When a line of the entries contains "ExtensionFailure", please list that line.
^^^^
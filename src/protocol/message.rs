//! SSH Agent Protocol message types and parsing

use crate::error::{Error, Result};
use bytes::{Buf, BufMut, Bytes, BytesMut};
use ssh_key::{Fingerprint, HashAlg, PublicKey};

/// Maximum number of identities allowed in a single message.
/// This prevents malicious agents from causing excessive memory allocation.
const MAX_IDENTITIES: u32 = 10000;

/// Maximum size for a single key blob or comment (16 MB).
const MAX_BLOB_SIZE: u32 = 16 * 1024 * 1024;

/// SSH Agent message types
///
/// Tags outside the standard set are kept as `Unknown` so that every match
/// over a message type stays exhaustive.
#[derive(Debug, Clone, Copy, PartialEq, Eq, Hash)]
pub enum MessageType {
    // Requests from client
    RequestIdentities,
    SignRequest,
    AddIdentity,
    RemoveIdentity,
    RemoveAllIdentities,
    AddIdConstrained,
    AddSmartcardKey,
    RemoveSmartcardKey,
    Lock,
    Unlock,
    AddSmartcardKeyConstrained,
    Extension,

    // Responses from agent
    Failure,
    Success,
    IdentitiesAnswer,
    SignResponse,
    ExtensionFailure,

    Unknown(u8),
}

impl From<u8> for MessageType {
    fn from(value: u8) -> Self {
        match value {
            11 => MessageType::RequestIdentities,
            13 => MessageType::SignRequest,
            17 => MessageType::AddIdentity,
            18 => MessageType::RemoveIdentity,
            19 => MessageType::RemoveAllIdentities,
            25 => MessageType::AddIdConstrained,
            20 => MessageType::AddSmartcardKey,
            21 => MessageType::RemoveSmartcardKey,
            22 => MessageType::Lock,
            23 => MessageType::Unlock,
            26 => MessageType::AddSmartcardKeyConstrained,
            27 => MessageType::Extension,
            5 => MessageType::Failure,
            6 => MessageType::Success,
            12 => MessageType::IdentitiesAnswer,
            14 => MessageType::SignResponse,
            28 => MessageType::ExtensionFailure,
            other => MessageType::Unknown(other),
        }
    }
}

impl From<MessageType> for u8 {
    fn from(value: MessageType) -> Self {
        match value {
            MessageType::RequestIdentities => 11,
            MessageType::SignRequest => 13,
            MessageType::AddIdentity => 17,
            MessageType::RemoveIdentity => 18,
            MessageType::RemoveAllIdentities => 19,
            MessageType::AddIdConstrained => 25,
            MessageType::AddSmartcardKey => 20,
            MessageType::RemoveSmartcardKey => 21,
            MessageType::Lock => 22,
            MessageType::Unlock => 23,
            MessageType::AddSmartcardKeyConstrained => 26,
            MessageType::Extension => 27,
            MessageType::Failure => 5,
            MessageType::Success => 6,
            MessageType::IdentitiesAnswer => 12,
            MessageType::SignResponse => 14,
            MessageType::ExtensionFailure => 28,
            MessageType::Unknown(tag) => tag,
        }
    }
}

impl MessageType {
    /// Get the message type name as a string
    pub fn as_str(&self) -> &'static str {
        match self {
            // Client requests (SSH_AGENTC_*)
            MessageType::RequestIdentities => "SSH_AGENTC_REQUEST_IDENTITIES",
            MessageType::SignRequest => "SSH_AGENTC_SIGN_REQUEST",
            MessageType::AddIdentity => "SSH_AGENTC_ADD_IDENTITY",
            MessageType::RemoveIdentity => "SSH_AGENTC_REMOVE_IDENTITY",
            MessageType::RemoveAllIdentities => "SSH_AGENTC_REMOVE_ALL_IDENTITIES",
            MessageType::AddIdConstrained => "SSH_AGENTC_ADD_ID_CONSTRAINED",
            MessageType::AddSmartcardKey => "SSH_AGENTC_ADD_SMARTCARD_KEY",
            MessageType::RemoveSmartcardKey => "SSH_AGENTC_REMOVE_SMARTCARD_KEY",
            MessageType::Lock => "SSH_AGENTC_LOCK",
            MessageType::Unlock => "SSH_AGENTC_UNLOCK",
            MessageType::AddSmartcardKeyConstrained => "SSH_AGENTC_ADD_SMARTCARD_KEY_CONSTRAINED",
            MessageType::Extension => "SSH_AGENTC_EXTENSION",
            // Agent responses (SSH_AGENT_*)
            MessageType::Failure => "SSH_AGENT_FAILURE",
            MessageType::Success => "SSH_AGENT_SUCCESS",
            MessageType::IdentitiesAnswer => "SSH_AGENT_IDENTITIES_ANSWER",
            MessageType::SignResponse => "SSH_AGENT_SIGN_RESPONSE",
            MessageType::ExtensionFailure => "SSH_AGENT_EXTENSION_FAILURE",
            MessageType::Unknown(_) => "UNKNOWN",
        }
    }

    /// Generic status replies that are valid answers to any request
    pub fn is_status(&self) -> bool {
        matches!(
            self,
            MessageType::Failure | MessageType::Success | MessageType::ExtensionFailure
        )
    }
}

/// An SSH key identity from the agent
#[derive(Debug, Clone)]
pub struct Identity {
    /// Raw public key blob
    pub key_blob: Bytes,
    /// Comment for display and scope decoding; invalid UTF-8 is replaced
    pub comment: String,
    /// Comment exactly as the agent sent it
    pub raw_comment: Bytes,
    /// Parsed public key (if parsing succeeded)
    pub public_key: Option<PublicKey>,
}

impl Identity {
    /// Parse an identity from key blob and comment
    pub fn new(key_blob: Bytes, comment: String) -> Self {
        let raw_comment = Bytes::from(comment.clone().into_bytes());
        let public_key = PublicKey::from_bytes(&key_blob).ok();
        Self {
            key_blob,
            comment,
            raw_comment,
            public_key,
        }
    }

    /// Build from wire fields, keeping the comment bytes untouched
    pub fn from_wire(key_blob: Bytes, raw_comment: Bytes) -> Self {
        let comment = String::from_utf8_lossy(&raw_comment).into_owned();
        let public_key = PublicKey::from_bytes(&key_blob).ok();
        Self {
            key_blob,
            comment,
            raw_comment,
            public_key,
        }
    }

    /// Get the fingerprint of this key
    pub fn fingerprint(&self) -> Option<Fingerprint> {
        self.public_key
            .as_ref()
            .map(|k| k.fingerprint(HashAlg::Sha256))
    }

    /// Fingerprint as a display string, or a placeholder for unparsable blobs
    pub fn fingerprint_string(&self) -> String {
        self.fingerprint()
            .map(|f| f.to_string())
            .unwrap_or_else(|| "<unparsed key>".to_string())
    }

    /// Get the key type as a string
    pub fn key_type(&self) -> Option<String> {
        self.public_key
            .as_ref()
            .map(|k| k.algorithm().as_str().to_string())
    }
}

/// SSH Agent protocol message
#[derive(Debug, Clone, PartialEq, Eq)]
pub struct AgentMessage {
    /// Message type
    pub msg_type: MessageType,
    /// Raw message payload (excluding type byte)
    pub payload: Bytes,
}

impl AgentMessage {
    /// Create a new message
    pub fn new(msg_type: MessageType, payload: Bytes) -> Self {
        Self { msg_type, payload }
    }

    /// Create a failure response
    pub fn failure() -> Self {
        Self {
            msg_type: MessageType::Failure,
            payload: Bytes::new(),
        }
    }

    /// Create a success response
    pub fn success() -> Self {
        Self {
            msg_type: MessageType::Success,
            payload: Bytes::new(),
        }
    }

    /// Parse identities from an IdentitiesAnswer message
    pub fn parse_identities(&self) -> Result<Vec<Identity>> {
        if self.msg_type != MessageType::IdentitiesAnswer {
            return Err(Error::InvalidMessage(format!(
                "Expected IdentitiesAnswer, got {:?}",
                self.msg_type
            )));
        }

        let mut buf = &self.payload[..];
        if buf.remaining() < 4 {
            return Err(Error::InvalidMessage("Message too short".to_string()));
        }

        let count = buf.get_u32();
        if count > MAX_IDENTITIES {
            return Err(Error::InvalidMessage(format!(
                "Identity count {} exceeds maximum allowed {}",
                count, MAX_IDENTITIES
            )));
        }

        let mut identities = Vec::with_capacity(count as usize);
        for _ in 0..count {
            let key_blob = read_string(&mut buf, "Key blob")?;
            let comment = read_string(&mut buf, "Comment")?;
            identities.push(Identity::from_wire(key_blob, comment));
        }

        Ok(identities)
    }

    /// Build an IdentitiesAnswer message from a list of identities
    pub fn build_identities_answer(identities: &[Identity]) -> Self {
        let mut payload = BytesMut::new();
        let count = identities.len() as u32;
        payload.put_u32(count);

        for identity in identities {
            payload.put_u32(identity.key_blob.len() as u32);
            payload.put_slice(&identity.key_blob);
            payload.put_u32(identity.raw_comment.len() as u32);
            payload.put_slice(&identity.raw_comment);
        }

        Self {
            msg_type: MessageType::IdentitiesAnswer,
            payload: payload.freeze(),
        }
    }

    /// Parse the key blob from a SignRequest message
    pub fn parse_sign_request_key(&self) -> Result<Bytes> {
        if self.msg_type != MessageType::SignRequest {
            return Err(Error::InvalidMessage(format!(
                "Expected SignRequest, got {:?}",
                self.msg_type
            )));
        }

        let mut buf = &self.payload[..];
        if buf.remaining() < 4 {
            return Err(Error::InvalidMessage("Message too short".to_string()));
        }
        read_string(&mut buf, "Key blob")
    }

    /// Encode the message to bytes (including length prefix)
    pub fn encode(&self) -> Bytes {
        let total_len = 1 + self.payload.len();
        let mut buf = BytesMut::with_capacity(4 + total_len);
        buf.put_u32(total_len as u32);
        buf.put_u8(self.msg_type.into());
        buf.put_slice(&self.payload);
        buf.freeze()
    }

    /// Decode a message from bytes (excluding length prefix)
    pub fn decode(data: &[u8]) -> Result<Self> {
        if data.is_empty() {
            return Err(Error::InvalidMessage("Empty message".to_string()));
        }

        let msg_type = MessageType::from(data[0]);
        let payload = Bytes::copy_from_slice(&data[1..]);

        Ok(Self { msg_type, payload })
    }
}

/// Read one length-prefixed SSH string
fn read_string(buf: &mut &[u8], what: &str) -> Result<Bytes> {
    if buf.remaining() < 4 {
        return Err(Error::InvalidMessage(
            "Unexpected end of message".to_string(),
        ));
    }
    let len = buf.get_u32();
    if len > MAX_BLOB_SIZE {
        return Err(Error::InvalidMessage(format!(
            "{} size {} exceeds maximum allowed {}",
            what, len, MAX_BLOB_SIZE
        )));
    }
    let len = len as usize;
    if buf.remaining() < len {
        return Err(Error::InvalidMessage(format!("{} truncated", what)));
    }
    let data = Bytes::copy_from_slice(&buf[..len]);
    buf.advance(len);
    Ok(data)
}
^^^^
Answer:
    ExtensionFailure,
            28 => MessageType::ExtensionFailure,
            MessageType::ExtensionFailure => 28,
            MessageType::ExtensionFailure => "SSH_AGENT_EXTENSION_FAILURE",
            MessageType::Failure | MessageType::Success | MessageType::ExtensionFailure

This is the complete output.